## WHAT YOU NEED TO DO
Retype the records below from their first line through the line containing "pub mod app;", and include nothing else.

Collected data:
[Start of Attachment]

// ============================================================================
// ArigoPay - Library
// ============================================================================
// Expose les modules publics pour le binaire et les tests
// ============================================================================

pub mod config;   // Configuration (variables d'environnement)
pub mod models;   // Structures de données
pub mod provider; // Sources des enregistrements affichés
pub mod state;    // État local des vues (onglet, solde)
pub mod app;      // État de l'application
pub mod ui;       // Interface utilisateur
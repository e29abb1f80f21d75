// ============================================================================
// SampleProvider : données d'exemple littérales
// ============================================================================
// Toutes les valeurs affichées sont des constantes. Les enregistrements sont
// reconstruits à chaque appel et ne sont jamais modifiés ensuite.
// ============================================================================

use anyhow::Result;

use crate::models::{
    AccountSummary, AllocationSlice, BankTransaction, Banking, ExchangeRate, Holding,
    InvestmentProduct, InvestmentTransaction, PerformancePoint, Portfolio, ProductType,
    QuickAction, RiskLevel, SummaryCard, Tone, TransactionType, TransferForm, Trend,
};

use super::DataProvider;

/// Fournisseur des enregistrements littéraux
#[derive(Debug, Default, Clone, Copy)]
pub struct SampleProvider;

impl SampleProvider {
    pub fn new() -> Self {
        Self
    }
}

impl DataProvider for SampleProvider {
    fn name(&self) -> &str {
        "sample"
    }

    fn portfolio(&self) -> Result<Portfolio> {
        Ok(Portfolio {
            summary: summary_cards(),
            allocations: allocations(),
            performance: performance(),
            holdings: holdings(),
        })
    }

    fn products(&self) -> Result<Vec<InvestmentProduct>> {
        Ok(products())
    }

    fn investment_history(&self) -> Result<Vec<InvestmentTransaction>> {
        Ok(investment_history())
    }

    fn rates(&self) -> Result<Vec<ExchangeRate>> {
        Ok(rates())
    }

    fn banking(&self) -> Result<Banking> {
        Ok(Banking {
            account: AccountSummary {
                full_balance: "₦1,245,876.50".to_string(),
                account_label: "Arigo Pay •••• 4567".to_string(),
            },
            quick_actions: quick_actions(),
            transactions: bank_transactions(),
            transfer: transfer_form(),
        })
    }
}

// ============================================================================
// Écran Investissement
// ============================================================================

pub fn summary_cards() -> Vec<SummaryCard> {
    let card = |title: &str, value: &str, caption: &str, tone| SummaryCard {
        title: title.to_string(),
        value: value.to_string(),
        caption: caption.to_string(),
        tone,
    };

    vec![
        card("Total Invested", "$24,500.00", "Updated today", Tone::Neutral),
        card("Total Returns", "+$2,345.00", "+9.6% overall", Tone::Positive),
        card("Active Investments", "7", "Across 4 categories", Tone::Neutral),
    ]
}

pub fn performance() -> Vec<PerformancePoint> {
    vec![
        PerformancePoint::new("Jan", 4000.0),
        PerformancePoint::new("Feb", 3800.0),
        PerformancePoint::new("Mar", 4200.0),
        PerformancePoint::new("Apr", 5000.0),
        PerformancePoint::new("May", 4700.0),
        PerformancePoint::new("Jun", 5200.0),
        PerformancePoint::new("Jul", 5500.0),
    ]
}

pub fn allocations() -> Vec<AllocationSlice> {
    vec![
        AllocationSlice::new("Stocks", 45.0),
        AllocationSlice::new("Bonds", 25.0),
        AllocationSlice::new("ETFs", 20.0),
        AllocationSlice::new("Cash", 10.0),
    ]
}

pub fn holdings() -> Vec<Holding> {
    let holding = |name: &str, kind: &str, value: &str, total_return: &str| Holding {
        name: name.to_string(),
        kind: kind.to_string(),
        value: value.to_string(),
        total_return: total_return.to_string(),
    };

    vec![
        holding("Tech Growth Fund", "ETF", "$8,240.00", "+16.4%"),
        holding("Corporate Bond Fund", "Bond", "$5,120.00", "+4.2%"),
        holding("S&P 500 Index", "Index Fund", "$6,380.00", "+9.1%"),
    ]
}

pub fn products() -> Vec<InvestmentProduct> {
    let product = |id, name: &str, product_type, risk, annual_return: &str, min: &str| {
        InvestmentProduct {
            id,
            name: name.to_string(),
            product_type,
            risk,
            annual_return: annual_return.to_string(),
            min_investment: min.to_string(),
        }
    };

    vec![
        product(1, "Growth Stock Fund", ProductType::Stock, RiskLevel::High, "+12.4%", "$500"),
        product(2, "Income Bond Fund", ProductType::Bond, RiskLevel::Low, "+3.2%", "$1,000"),
        product(3, "Technology ETF", ProductType::Etf, RiskLevel::Medium, "+15.7%", "$250"),
        product(4, "Balanced Portfolio", ProductType::Mixed, RiskLevel::Medium, "+8.5%", "$2,000"),
    ]
}

pub fn investment_history() -> Vec<InvestmentTransaction> {
    let buy = |date: &str, time: &str, investment: &str, amount: &str| InvestmentTransaction {
        date: date.to_string(),
        time: time.to_string(),
        kind: TransactionType::Buy,
        investment: investment.to_string(),
        amount: amount.to_string(),
        status: "Completed".to_string(),
    };

    vec![
        buy("Apr 12, 2025", "10:24 AM", "Tech Growth Fund", "$2,000.00"),
        buy("Mar 10, 2025", "2:15 PM", "S&P 500 Index", "$1,500.00"),
        buy("Feb 22, 2025", "9:45 AM", "Corporate Bond Fund", "$3,000.00"),
    ]
}

// ============================================================================
// Écran Accueil
// ============================================================================

pub fn rates() -> Vec<ExchangeRate> {
    let rate = |currency: &str, rate: &str, trend| ExchangeRate {
        currency: currency.to_string(),
        rate: rate.to_string(),
        trend,
    };

    vec![
        rate("USD", "1 USD = 1,200 NGN", Trend::Up),
        rate("EUR", "1 EUR = 1,350 NGN", Trend::Down),
        rate("GBP", "1 GBP = 1,500 NGN", Trend::Up),
    ]
}

pub fn bank_transactions() -> Vec<BankTransaction> {
    let tx = |kind, name: &str, amount: &str, date: &str| BankTransaction {
        kind,
        name: name.to_string(),
        amount: amount.to_string(),
        date: date.to_string(),
    };

    vec![
        tx(TransactionType::Credit, "Salary Deposit", "₦250,000", "Today, 10:45 AM"),
        tx(TransactionType::Debit, "Transfer to John", "₦50,000", "Yesterday, 2:30 PM"),
        tx(TransactionType::Debit, "Electricity Bill", "₦15,000", "Mar 15, 9:15 AM"),
    ]
}

pub fn quick_actions() -> Vec<QuickAction> {
    [
        ("Send Money", "bg-indigo-100 text-indigo-600"),
        ("Pay with QR", "bg-emerald-100 text-emerald-600"),
        ("Add Beneficiary", "bg-violet-100 text-violet-600"),
        ("Currency Swap", "bg-amber-100 text-amber-600"),
    ]
    .iter()
    .map(|&(label, color)| QuickAction {
        label: label.to_string(),
        color: color.to_string(),
    })
    .collect()
}

pub fn transfer_form() -> TransferForm {
    TransferForm {
        from_accounts: vec![
            "Arigo Pay Account (₦1,245,876.50)".to_string(),
            "Savings Account (₦500,000.00)".to_string(),
        ],
        beneficiaries: vec![
            "Select beneficiary".to_string(),
            "John Doe (Zenith Bank •••• 1234)".to_string(),
            "Jane Smith (GTBank •••• 5678)".to_string(),
        ],
        amount_placeholder: "0.00".to_string(),
        narration_placeholder: "Optional".to_string(),
        fee: "₦50.00".to_string(),
    }
}

// ============================================================================
// Tests
// ============================================================================

#[cfg(test)]
mod tests {
    use super::*;
    use crate::models::allocation_total;

    #[test]
    fn test_allocation_sums_to_hundred() {
        // Échoue si quelqu'un modifie les parts sans rééquilibrer
        assert_eq!(allocation_total(&allocations()), 100.0);
    }

    #[test]
    fn test_products_in_literal_order() {
        let names: Vec<String> = products().into_iter().map(|p| p.name).collect();
        assert_eq!(
            names,
            vec![
                "Growth Stock Fund",
                "Income Bond Fund",
                "Technology ETF",
                "Balanced Portfolio"
            ]
        );
    }

    #[test]
    fn test_records_are_rebuilt_identically() {
        let provider = SampleProvider::new();
        assert_eq!(provider.portfolio().unwrap(), provider.portfolio().unwrap());
        assert_eq!(provider.banking().unwrap(), provider.banking().unwrap());
    }

    #[test]
    fn test_history_is_all_completed_buys() {
        for tx in investment_history() {
            assert_eq!(tx.kind, TransactionType::Buy);
            assert_eq!(tx.status, "Completed");
        }
    }
}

[End of Attachment]

## RESULT FOR THIS EXERCISE
// ============================================================================
// ArigoPay - Library
// ============================================================================
// Expose les modules publics pour le binaire et les tests
// ============================================================================

pub mod config;   // Configuration (variables d'environnement)
pub mod models;   // Structures de données
pub mod provider; // Sources des enregistrements affichés
pub mod state;    // État local des vues (onglet, solde)
pub mod app;      // État de l'application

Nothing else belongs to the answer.